| Aim of the exercise |
The expected output is every entry, copied exactly.

| Provided information |
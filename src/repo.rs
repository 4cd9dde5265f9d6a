//! Host-side data mapper: creates and updates resource rows and drives the
//! history interceptor around each write, the way an ORM's save hooks would.

use crate::domain::{Attributes, Resource, ResourceId};
use crate::history::{
    CapturedState, History, HistoryError, HistoryResult, Hook, MutationOptions, Scope,
};
use crate::store::{Row, Transaction};

pub struct Repository {
    history: History,
}

impl Repository {
    pub fn new(history: History) -> Self {
        Self { history }
    }

    pub fn history(&self) -> &History {
        &self.history
    }

    fn id_attribute<'k>(&'k self, kind: &str) -> &'k str {
        self.history
            .registry()
            .get(kind)
            .map_or("id", |tracked| tracked.id_attribute.as_str())
    }

    fn id_filter(&self, kind: &str, id: &ResourceId) -> Row {
        let mut filter = Row::new();
        filter.insert(self.id_attribute(kind).to_string(), id.to_value());
        filter
    }

    pub async fn fetch(
        &self,
        kind: &str,
        id: &ResourceId,
        tx: Option<&mut dyn Transaction>,
    ) -> HistoryResult<Option<Resource>> {
        let mut scope = Scope::open(self.history.store().as_ref(), tx).await?;
        let filter = self.id_filter(kind, id);
        let result = scope
            .tx()
            .find_one(kind, &filter, None)
            .await
            .map(|row| row.map(|row| Resource::new(kind, row)))
            .map_err(HistoryError::from);
        scope.finish(result).await
    }

    /// Inserts a new row and records the `created` snapshot in the same
    /// transaction.
    pub async fn create(
        &self,
        kind: &str,
        attributes: Attributes,
        options: MutationOptions<'_>,
    ) -> HistoryResult<Resource> {
        let MutationOptions {
            history,
            patch,
            transacting,
        } = options;
        let mut scope = Scope::open(self.history.store().as_ref(), transacting).await?;
        let result = self
            .create_in(scope.tx(), kind, attributes, history, patch)
            .await;
        scope.finish(result).await
    }

    async fn create_in(
        &self,
        tx: &mut dyn Transaction,
        kind: &str,
        attributes: Attributes,
        history: bool,
        patch: bool,
    ) -> HistoryResult<Resource> {
        let candidate = Resource::new(kind, attributes);
        let captured = self.history.before_mutate(Hook::Created, &candidate);

        let row = tx.insert(kind, candidate.attributes).await?;
        let resource = Resource::new(kind, row);

        self.history
            .after_mutate(
                Hook::Created,
                &resource,
                captured,
                MutationOptions {
                    history,
                    patch,
                    transacting: Some(tx),
                },
            )
            .await?;
        Ok(resource)
    }

    /// Applies `changes` to the row of `id` and records the `updated`
    /// snapshot, diffed against the row as it was before.
    pub async fn update(
        &self,
        kind: &str,
        id: &ResourceId,
        changes: Attributes,
        options: MutationOptions<'_>,
    ) -> HistoryResult<Resource> {
        let MutationOptions {
            history,
            patch,
            transacting,
        } = options;
        let mut scope = Scope::open(self.history.store().as_ref(), transacting).await?;
        let result = self
            .update_in(scope.tx(), kind, id, changes, history, patch)
            .await;
        scope.finish(result).await
    }

    async fn update_in(
        &self,
        tx: &mut dyn Transaction,
        kind: &str,
        id: &ResourceId,
        changes: Attributes,
        history: bool,
        patch: bool,
    ) -> HistoryResult<Resource> {
        let filter = self.id_filter(kind, id);
        let persisted = tx
            .find_one(kind, &filter, None)
            .await?
            .map(|row| Resource::new(kind, row))
            .ok_or_else(|| HistoryError::NotFound(format!("{} {} does not exist", kind, id)))?;

        let captured: CapturedState = self.history.before_mutate(Hook::Updated, &persisted);
        tx.update(kind, &filter, &changes).await?;

        let mut resource = persisted;
        resource.attributes.extend(changes);

        self.history
            .after_mutate(
                Hook::Updated,
                &resource,
                captured,
                MutationOptions {
                    history,
                    patch,
                    transacting: Some(tx),
                },
            )
            .await?;
        Ok(resource)
    }
}
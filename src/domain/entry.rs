use chrono::{DateTime, Utc};
use serde::{Deserialize, Serialize};
use serde_json::Value;

use super::{Attributes, ResourceId};
use crate::history::diff::Diff;

/// What triggered a snapshot.
#[derive(Debug, Clone, Copy, PartialEq, Eq, Hash, Serialize, Deserialize)]
#[serde(rename_all = "snake_case")]
pub enum Operation {
    Created,
    Updated,
    Manual,
}

impl Operation {
    pub fn as_str(&self) -> &'static str {
        match self {
            Self::Created => "created",
            Self::Updated => "updated",
            Self::Manual => "manual",
        }
    }

    pub fn parse(s: &str) -> Option<Self> {
        match s {
            "created" => Some(Self::Created),
            "updated" => Some(Self::Updated),
            "manual" => Some(Self::Manual),
            _ => None,
        }
    }
}

impl std::fmt::Display for Operation {
    fn fmt(&self, f: &mut std::fmt::Formatter<'_>) -> std::fmt::Result {
        write!(f, "{}", self.as_str())
    }
}

/// Actor responsible for a mutation, as resolved by the host's author callback.
#[derive(Debug, Clone, PartialEq, Serialize, Deserialize)]
pub struct Author {
    pub id: Value,
    pub source: String,
}

/// One immutable history row.
#[derive(Debug, Clone, PartialEq, Serialize)]
pub struct HistoryEntry {
    pub id: Value,
    pub resource_type: String,
    pub resource_id: ResourceId,
    pub sequence: u64,
    pub operation: Operation,
    pub patch: bool,
    pub data: Attributes,
    pub changed: Option<Diff>,
    pub author: Option<Author>,
    pub created_at: Option<DateTime<Utc>>,
}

| Answer to the exercise |
filename src/repo.rs
repository 4cd9dde5265f9d6a
//! Host-side data mapper: creates and updates resource rows and drives the
//! history interceptor around each write, the way an ORM's save hooks would.

use crate::domain::{Attributes, Resource, ResourceId};
use crate::history::{
    CapturedState, History, HistoryError, HistoryResult, Hook, MutationOptions, Scope,
};
use crate::store::{Row, Transaction};

pub struct Repository {
    history: History,
}

impl Repository {
    pub fn new(history: History) -> Self {
        Self { history }
    }

    pub fn history(&self) -> &History {
        &self.history
    }

    fn id_attribute<'k>(&'k self, kind: &str) -> &'k str {
        self.history
            .registry()
            .get(kind)
            .map_or("id", |tracked| tracked.id_attribute.as_str())
    }

    fn id_filter(&self, kind: &str, id: &ResourceId) -> Row {
        let mut filter = Row::new();
        filter.insert(self.id_attribute(kind).to_string(), id.to_value());
        filter
    }

    pub async fn fetch(
        &self,
        kind: &str,
        id: &ResourceId,
        tx: Option<&mut dyn Transaction>,
    ) -> HistoryResult<Option<Resource>> {
        let mut scope = Scope::open(self.history.store().as_ref(), tx).await?;
        let filter = self.id_filter(kind, id);
        let result = scope
            .tx()
            .find_one(kind, &filter, None)
            .await
            .map(|row| row.map(|row| Resource::new(kind, row)))
            .map_err(HistoryError::from);
        scope.finish(result).await
    }

    /// Inserts a new row and records the `created` snapshot in the same
    /// transaction.
    pub async fn create(
        &self,
        kind: &str,
        attributes: Attributes,
        options: MutationOptions<'_>,
    ) -> HistoryResult<Resource> {
        let MutationOptions {
            history,
            patch,
            transacting,
        } = options;
        let mut scope = Scope::open(self.history.store().as_ref(), transacting).await?;
        let result = self
            .create_in(scope.tx(), kind, attributes, history, patch)
            .await;
        scope.finish(result).await
    }

    async fn create_in(
        &self,
        tx: &mut dyn Transaction,
        kind: &str,
        attributes: Attributes,
        history: bool,
        patch: bool,
    ) -> HistoryResult<Resource> {
        let candidate = Resource::new(kind, attributes);
        let captured = self.history.before_mutate(Hook::Created, &candidate);

        let row = tx.insert(kind, candidate.attributes).await?;
        let resource = Resource::new(kind, row);

        self.history
            .after_mutate(
                Hook::Created,
                &resource,
                captured,
                MutationOptions {
                    history,
                    patch,
                    transacting: Some(tx),
                },
            )
            .await?;
        Ok(resource)
    }

    /// Applies `changes` to the row of `id` and records the `updated`
    /// snapshot, diffed against the row as it was before.
    pub async fn update(
        &self,
        kind: &str,
        id: &ResourceId,
        changes: Attributes,
        options: MutationOptions<'_>,
    ) -> HistoryResult<Resource> {
        let MutationOptions {
            history,
            patch,
            transacting,
        } = options;
        let mut scope = Scope::open(self.history.store().as_ref(), transacting).await?;
        let result = self
            .update_in(scope.tx(), kind, id, changes, history, patch)
            .await;
        scope.finish(result).await
    }

    async fn update_in(
        &self,
        tx: &mut dyn Transaction,
        kind: &str,
        id: &ResourceId,
        changes: Attributes,
        history: bool,
        patch: bool,
    ) -> HistoryResult<Resource> {
        let filter = self.id_filter(kind, id);
        let persisted = tx
            .find_one(kind, &filter, None)
            .await?
            .map(|row| Resource::new(kind, row))
            .ok_or_else(|| HistoryError::NotFound(format!("{} {} does not exist", kind, id)))?;

        let captured: CapturedState = self.history.before_mutate(Hook::Updated, &persisted);
        tx.update(kind, &filter, &changes).await?;

        let mut resource = persisted;
        resource.attributes.extend(changes);

        self.history
            .after_mutate(
                Hook::Updated,
                &resource,
                captured,
                MutationOptions {
                    history,
                    patch,
                    transacting: Some(tx),
                },
            )
            .await?;
        Ok(resource)
    }
}
filename src/domain/entry.rs
use chrono::{DateTime, Utc};
use serde::{Deserialize, Serialize};
use serde_json::Value;

use super::{Attributes, ResourceId};
use crate::history::diff::Diff;

/// What triggered a snapshot.
#[derive(Debug, Clone, Copy, PartialEq, Eq, Hash, Serialize, Deserialize)]
#[serde(rename_all = "snake_case")]
pub enum Operation {
    Created,
    Updated,
    Manual,
}

impl Operation {
    pub fn as_str(&self) -> &'static str {
        match self {
            Self::Created => "created",
            Self::Updated => "updated",
            Self::Manual => "manual",
        }
    }

    pub fn parse(s: &str) -> Option<Self> {
        match s {
            "created" => Some(Self::Created),
            "updated" => Some(Self::Updated),
            "manual" => Some(Self::Manual),
            _ => None,
        }
    }
}

impl std::fmt::Display for Operation {
    fn fmt(&self, f: &mut std::fmt::Formatter<'_>) -> std::fmt::Result {
        write!(f, "{}", self.as_str())
    }
}

/// Actor responsible for a mutation, as resolved by the host's author callback.
#[derive(Debug, Clone, PartialEq, Serialize, Deserialize)]
pub struct Author {
    pub id: Value,
    pub source: String,
}

/// One immutable history row.
#[derive(Debug, Clone, PartialEq, Serialize)]
pub struct HistoryEntry {
    pub id: Value,
    pub resource_type: String,
    pub resource_id: ResourceId,
    pub sequence: u64,
    pub operation: Operation,
    pub patch: bool,
    pub data: Attributes,
    pub changed: Option<Diff>,
    pub author: Option<Author>,
    pub created_at: Option<DateTime<Utc>>,
}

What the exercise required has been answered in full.